» PROBLEM TO SOLVE
Transcribe exactly the lines from the one holding "let mut exits = Vec::new();" to the end of the data below, including both of those lines and no others.

» MATERIAL FOR THIS TASK
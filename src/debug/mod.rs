//! Debug module - hand a suspended process to a debugger, then release it.
//!
//! The debugger itself is an injected capability ([`DebugHost`]):
//! - [`PtraceHost`] on Linux (ptrace via nix)
//! - [`WindowsHost`] on Windows (Win32 Debug API)
//! - [`RecordingHost`] everywhere, an in-memory host that records call order

pub mod attacher;
pub mod recording;
pub mod types;

#[cfg(target_os = "linux")]
pub mod ptrace;

#[cfg(target_os = "windows")]
pub mod windows;

pub use attacher::{AttachFailure, AttachResult, Attached, DebugAttacher};
pub use recording::{HostCall, RecordingHost};
pub use types::{DebugAttachRequest, DebugEngine, DebugEvent, DebugSession, LaunchFlags};

#[cfg(target_os = "linux")]
pub use self::ptrace::PtraceHost;

#[cfg(target_os = "windows")]
pub use self::windows::WindowsHost;

/// The debugger that ships for the current platform
#[cfg(target_os = "linux")]
pub type NativeHost = PtraceHost;

#[cfg(target_os = "windows")]
pub type NativeHost = WindowsHost;

use thiserror::Error;

use crate::launch::{ProcessError, ProcessExit, ResumedProcess, SuspendedProcess};

/// Attach-stage errors
#[derive(Error, Debug)]
pub enum AttachError {
    #[error("Invalid target process id 0")]
    InvalidProcessId,

    #[error("Attach request names process {requested} but the handle is for {actual}")]
    ProcessMismatch { requested: u32, actual: u32 },

    #[error("No debug engine selected")]
    NoEngines,

    #[error("Debug engine '{engine}' is not supported by the {host} host")]
    UnsupportedEngine { engine: DebugEngine, host: String },

    #[error("Process {pid} is already being debugged")]
    AlreadyDebugged { pid: u32 },

    #[error("Permission denied attaching to process {pid}: {reason}")]
    PermissionDenied { pid: u32, reason: String },

    #[error("Process not found: {pid}")]
    ProcessNotFound { pid: u32 },

    #[error("Failed to attach to process {pid}: {reason}")]
    AttachFailed { pid: u32, reason: String },

    #[error("No debug session {id}")]
    UnknownSession { id: u64 },

    #[error("Debug event error: {0}")]
    EventError(String),
}

/// Host debugging subsystem.
///
/// `attach_existing` must treat the target as already running (never spawn it)
/// and register every requested engine in one step, or none of them.
pub trait DebugHost {
    /// Short name used in logs and errors
    fn name(&self) -> &str;

    /// Register a session against the existing process in `request`.
    fn attach_existing(&mut self, request: &DebugAttachRequest)
        -> Result<DebugSession, AttachError>;

    /// Let an attached process run. Only called after `attach_existing` succeeded.
    fn release(
        &mut self,
        session: &DebugSession,
        process: SuspendedProcess,
    ) -> Result<ResumedProcess, ProcessError> {
        log::debug!("Releasing process {} (session {})", session.pid, session.id);
        process.resume()
    }
}

/// Hosts that can drive a session after the hand-off
pub trait SessionControl: DebugHost {
    /// Pump debug events until the debuggee exits.
    fn wait_for_exit(
        &mut self,
        session: &DebugSession,
        on_event: &mut dyn FnMut(&DebugEvent),
    ) -> Result<ProcessExit, AttachError>;

    /// Sessions still open on this host, oldest first
    fn sessions(&self) -> Vec<DebugSession>;

    /// End the session, detaching or killing according to its flags.
    fn stop(&mut self, session: &DebugSession) -> Result<(), AttachError>;

    /// Pump every open session until its debuggee exits.
    ///
    /// For callers that only kept the pass/fail result of a launch.
    fn wait_all(
        &mut self,
        on_event: &mut dyn FnMut(&DebugSession, &DebugEvent),
    ) -> Result<Vec<(DebugSession, ProcessExit)>, AttachError> {
        let mut exits = Vec::new();
        for session in self.sessions() {
            let exit = self.wait_for_exit(&session, &mut |event| on_event(&session, event))?;
            exits.push((session, exit));
        }
        Ok(exits)
    }
}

» SOLVED PROBLEM
        let mut exits = Vec::new();
        for session in self.sessions() {
            let exit = self.wait_for_exit(&session, &mut |event| on_event(&session, event))?;
            exits.push((session, exit));
        }
        Ok(exits)
    }
}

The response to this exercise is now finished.